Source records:

####################

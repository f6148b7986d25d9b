#![forbid(unsafe_code)]

//! End-to-end tests for a mounted component.
//!
//! Validates that:
//! 1. A write recomputes each dependent once, however often it read.
//! 2. Dependents recompute in registration order, each to completion.
//! 3. A burst of writes in one turn publishes once, with the last output.
//! 4. Writes separated by an idle turn publish separately.
//! 5. Computations read as unset before the first evaluation.
//! 6. The `created` hook sees every computation populated.
//! 7. The doubled/span scenarios and a missing target behave as documented.

use std::cell::RefCell;
use std::rc::Rc;

use vireo_core::{Document, MemoryTarget, Scheduler};
use vireo_runtime::{Component, Computations, Mounted, Scope, StateMap};

// ============================================================================
// Helpers
// ============================================================================

fn init_tracing() {
    let _ = tracing_subscriber::fmt()
        .with_env_filter(tracing_subscriber::EnvFilter::from_default_env())
        .with_test_writer()
        .try_init();
}

type Log = Rc<RefCell<Vec<String>>>;

/// Counter component with `doubled` and a `<span>` render.
struct Counter {
    selector: &'static str,
    log: Log,
}

impl Counter {
    fn new(selector: &'static str) -> (Self, Log) {
        let log = Log::default();
        (
            Self {
                selector,
                log: Rc::clone(&log),
            },
            log,
        )
    }
}

impl Component for Counter {
    fn target(&self) -> &str {
        self.selector
    }

    fn initial_state(&self) -> StateMap {
        StateMap::new().with("count", 0i64)
    }

    fn computations(&self) -> Computations {
        let log = Rc::clone(&self.log);
        Computations::new().define("doubled", move |s: &Scope| {
            log.borrow_mut().push("doubled".into());
            s.read::<i64>("count").unwrap_or_default() * 2
        })
    }

    fn created(&self, scope: &Scope) {
        let doubled = scope.read::<i64>("doubled");
        let rendered = scope.read::<String>("render");
        self.log
            .borrow_mut()
            .push(format!("created doubled={doubled:?} render={rendered:?}"));
    }

    fn render(&self, scope: &Scope) -> String {
        self.log.borrow_mut().push("render".into());
        format!("<span>{}</span>", scope.read::<i64>("count").unwrap_or_default())
    }
}

struct Fixture {
    scheduler: Scheduler,
    doc: Document,
    target: Rc<MemoryTarget>,
}

impl Fixture {
    fn new(selector: &str) -> Self {
        init_tracing();
        let (scheduler, _clock) = Scheduler::lab();
        let doc = Document::new();
        let target = Rc::new(MemoryTarget::new());
        doc.attach(selector, target.clone());
        Self {
            scheduler,
            doc,
            target,
        }
    }

    fn mount<C: Component>(&self, component: C) -> Mounted<C> {
        Mounted::mount(component, &self.scheduler, Rc::new(self.doc.clone())).expect("mount")
    }
}

// ============================================================================
// Scenarios
// ============================================================================

#[test]
fn scenario_a_doubled_tracks_count() {
    let fx = Fixture::new("#app");
    let (counter, _log) = Counter::new("#app");
    let mounted = fx.mount(counter);

    mounted.start_deferred().expect("start");
    fx.scheduler.run_microtasks();
    assert_eq!(mounted.scope().read::<i64>("doubled"), Some(0));

    mounted.scope().write("count", 5i64).expect("write");
    assert_eq!(mounted.scope().read::<i64>("doubled"), Some(10));
}

#[test]
fn scenario_b_span_published_after_timer() {
    let fx = Fixture::new("#app");
    let (counter, _log) = Counter::new("#app");
    let mounted = fx.mount(counter);
    mounted.start().expect("start");

    mounted.scope().write("count", 3i64).expect("write");
    fx.scheduler.run_until_idle();

    assert_eq!(fx.target.content().as_deref(), Some("<span>3</span>"));
}

#[test]
fn scenario_c_back_to_back_writes_publish_once() {
    let fx = Fixture::new("#app");
    let (counter, _log) = Counter::new("#app");
    let mounted = fx.mount(counter);
    mounted.start().expect("start");
    fx.scheduler.run_until_idle();
    let before = fx.target.replacements();

    mounted.scope().write("count", 1i64).expect("write");
    mounted.scope().write("count", 2i64).expect("write");
    fx.scheduler.run_until_idle();

    assert_eq!(fx.target.replacements(), before + 1);
    assert_eq!(fx.target.content().as_deref(), Some("<span>2</span>"));
}

#[test]
fn scenario_d_missing_target_is_silent() {
    let fx = Fixture::new("#elsewhere");
    let (counter, _log) = Counter::new("#missing");
    let mounted = fx.mount(counter);
    mounted.start().expect("start");

    mounted.scope().write("count", 9i64).expect("write");
    fx.scheduler.run_until_idle();

    assert_eq!(fx.target.replacements(), 0);
    assert_eq!(mounted.render_scheduler().publishes(), 0);
    assert_eq!(mounted.output().as_deref(), Some("<span>9</span>"));
}

#[test]
fn target_attached_after_mount_receives_output() {
    let fx = Fixture::new("#elsewhere");
    let (counter, _log) = Counter::new("#late");
    let mounted = fx.mount(counter);
    mounted.start().expect("start");

    let late = Rc::new(MemoryTarget::new());
    fx.doc.attach("#late", late.clone());
    fx.scheduler.run_until_idle();

    assert_eq!(late.content().as_deref(), Some("<span>0</span>"));
}

// ============================================================================
// Properties
// ============================================================================

/// Reads `x` three times per evaluation.
struct Greedy {
    evaluations: Rc<RefCell<u32>>,
}

impl Component for Greedy {
    fn target(&self) -> &str {
        "#greedy"
    }

    fn initial_state(&self) -> StateMap {
        StateMap::new().with("x", 1i64)
    }

    fn computations(&self) -> Computations {
        let evaluations = Rc::clone(&self.evaluations);
        Computations::new().define("cubed", move |s: &Scope| {
            *evaluations.borrow_mut() += 1;
            let x = || s.read::<i64>("x").unwrap_or_default();
            x() * x() * x()
        })
    }

    fn created(&self, _scope: &Scope) {}

    fn render(&self, _scope: &Scope) -> String {
        String::new()
    }
}

#[test]
fn p1_one_recomputation_per_write() {
    let fx = Fixture::new("#greedy");
    let evaluations = Rc::new(RefCell::new(0));
    let mounted = fx.mount(Greedy {
        evaluations: Rc::clone(&evaluations),
    });
    mounted.start().expect("start");
    assert_eq!(*evaluations.borrow(), 1);

    mounted.scope().write("x", 2i64).expect("write");
    assert_eq!(*evaluations.borrow(), 2);
    assert_eq!(mounted.scope().read::<i64>("cubed"), Some(8));

    let x = mounted.scope().cell::<i64>("x").expect("declared");
    assert_eq!(x.dependent_count(), 1);
}

/// Two dependents of `x`, both feeding render, logging entry and exit.
struct Ordered {
    log: Log,
}

impl Component for Ordered {
    fn target(&self) -> &str {
        "#ordered"
    }

    fn initial_state(&self) -> StateMap {
        StateMap::new().with("x", 0i64)
    }

    fn computations(&self) -> Computations {
        let (la, lb) = (Rc::clone(&self.log), Rc::clone(&self.log));
        Computations::new()
            .define("a", move |s: &Scope| {
                la.borrow_mut().push("a:start".into());
                let v = s.read::<i64>("x").unwrap_or_default() + 1;
                la.borrow_mut().push("a:end".into());
                v
            })
            .define("b", move |s: &Scope| {
                lb.borrow_mut().push("b:start".into());
                let v = s.read::<i64>("x").unwrap_or_default() + 2;
                lb.borrow_mut().push("b:end".into());
                v
            })
    }

    fn created(&self, _scope: &Scope) {}

    fn render(&self, scope: &Scope) -> String {
        self.log.borrow_mut().push("render".into());
        format!(
            "{}/{}",
            scope.read::<i64>("a").unwrap_or_default(),
            scope.read::<i64>("b").unwrap_or_default()
        )
    }
}

#[test]
fn p2_dependents_recompute_in_registration_order() {
    let fx = Fixture::new("#ordered");
    let log = Log::default();
    let mounted = fx.mount(Ordered {
        log: Rc::clone(&log),
    });
    mounted.start().expect("start");
    log.borrow_mut().clear();

    mounted.scope().write("x", 10i64).expect("write");

    // `a` finishes (and pushes into render) before `b` starts.
    assert_eq!(
        *log.borrow(),
        vec!["a:start", "a:end", "render", "b:start", "b:end", "render"]
    );
    assert_eq!(mounted.output().as_deref(), Some("11/12"));
}

#[test]
fn p3_burst_publishes_last_output_once() {
    let fx = Fixture::new("#app");
    let (counter, _log) = Counter::new("#app");
    let mounted = fx.mount(counter);
    mounted.start().expect("start");
    fx.scheduler.run_until_idle();
    let before = fx.target.replacements();

    for n in 1..=25i64 {
        mounted.scope().write("count", n).expect("write");
    }
    fx.scheduler.run_until_idle();

    assert_eq!(fx.target.replacements(), before + 1);
    assert_eq!(fx.target.content().as_deref(), Some("<span>25</span>"));
}

#[test]
fn p4_idle_turn_separates_publishes() {
    let fx = Fixture::new("#app");
    let (counter, _log) = Counter::new("#app");
    let mounted = fx.mount(counter);
    mounted.start().expect("start");
    fx.scheduler.run_until_idle();

    mounted.scope().write("count", 1i64).expect("write");
    fx.scheduler.run_until_idle();
    mounted.scope().write("count", 2i64).expect("write");
    fx.scheduler.run_until_idle();

    assert_eq!(
        fx.target.history(),
        vec!["<span>0</span>", "<span>1</span>", "<span>2</span>"]
    );
}

#[test]
fn p5_unset_before_first_evaluation() {
    let fx = Fixture::new("#app");
    let (counter, log) = Counter::new("#app");
    let mounted = fx.mount(counter);
    mounted.start_deferred().expect("start");

    assert_eq!(mounted.scope().read::<i64>("doubled"), None);
    assert_eq!(mounted.output(), None);
    assert!(log.borrow().is_empty());
}

#[test]
fn p6_hook_sees_populated_computations() {
    for deferred in [false, true] {
        let fx = Fixture::new("#app");
        let (counter, log) = Counter::new("#app");
        let mounted = fx.mount(counter);
        if deferred {
            mounted.start_deferred().expect("start");
            fx.scheduler.run_microtasks();
        } else {
            mounted.start().expect("start");
        }

        assert_eq!(
            *log.borrow(),
            vec![
                "doubled".to_string(),
                "render".to_string(),
                r#"created doubled=Some(0) render=Some("<span>0</span>")"#.to_string(),
            ],
            "deferred={deferred}"
        );
    }
}

#[test]
fn hook_can_install_interval_driving_state() {
    struct Ticker;

    impl Component for Ticker {
        fn target(&self) -> &str {
            "#ticks"
        }

        fn initial_state(&self) -> StateMap {
            StateMap::new().with("ticks", 0u32)
        }

        fn computations(&self) -> Computations {
            Computations::new()
        }

        fn created(&self, scope: &Scope) {
            let ticks = scope.cell::<u32>("ticks").expect("declared");
            scope
                .scheduler()
                .set_interval(vireo_core::Duration::from_secs(1), move || {
                    ticks.update(|t| *t += 1);
                });
        }

        fn render(&self, scope: &Scope) -> String {
            format!("ticks={}", scope.read::<u32>("ticks").unwrap_or_default())
        }
    }

    let fx = Fixture::new("#ticks");
    let mounted = fx.mount(Ticker);
    mounted.start().expect("start");
    fx.scheduler.run_for(vireo_core::Duration::from_millis(3500));

    assert_eq!(
        fx.target.history(),
        vec!["ticks=0", "ticks=1", "ticks=2", "ticks=3"]
    );
}

#[test]
fn components_are_independent() {
    let fx = Fixture::new("#one");
    let two = Rc::new(MemoryTarget::new());
    fx.doc.attach("#two", two.clone());

    let (c1, _) = Counter::new("#one");
    let (c2, _) = Counter::new("#two");
    let m1 = fx.mount(c1);
    let m2 = fx.mount(c2);
    m1.start().expect("start");
    m2.start().expect("start");

    m1.scope().write("count", 7i64).expect("write");
    fx.scheduler.run_until_idle();

    assert_eq!(fx.target.content().as_deref(), Some("<span>7</span>"));
    assert_eq!(two.content().as_deref(), Some("<span>0</span>"));
    assert_eq!(m2.scope().read::<i64>("doubled"), Some(0));
}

####################

THE TASK — Looking at the entries above, find how many lines include the word "struct" and write that number alone.

SOLUTION FOR THIS PROBLEM — 5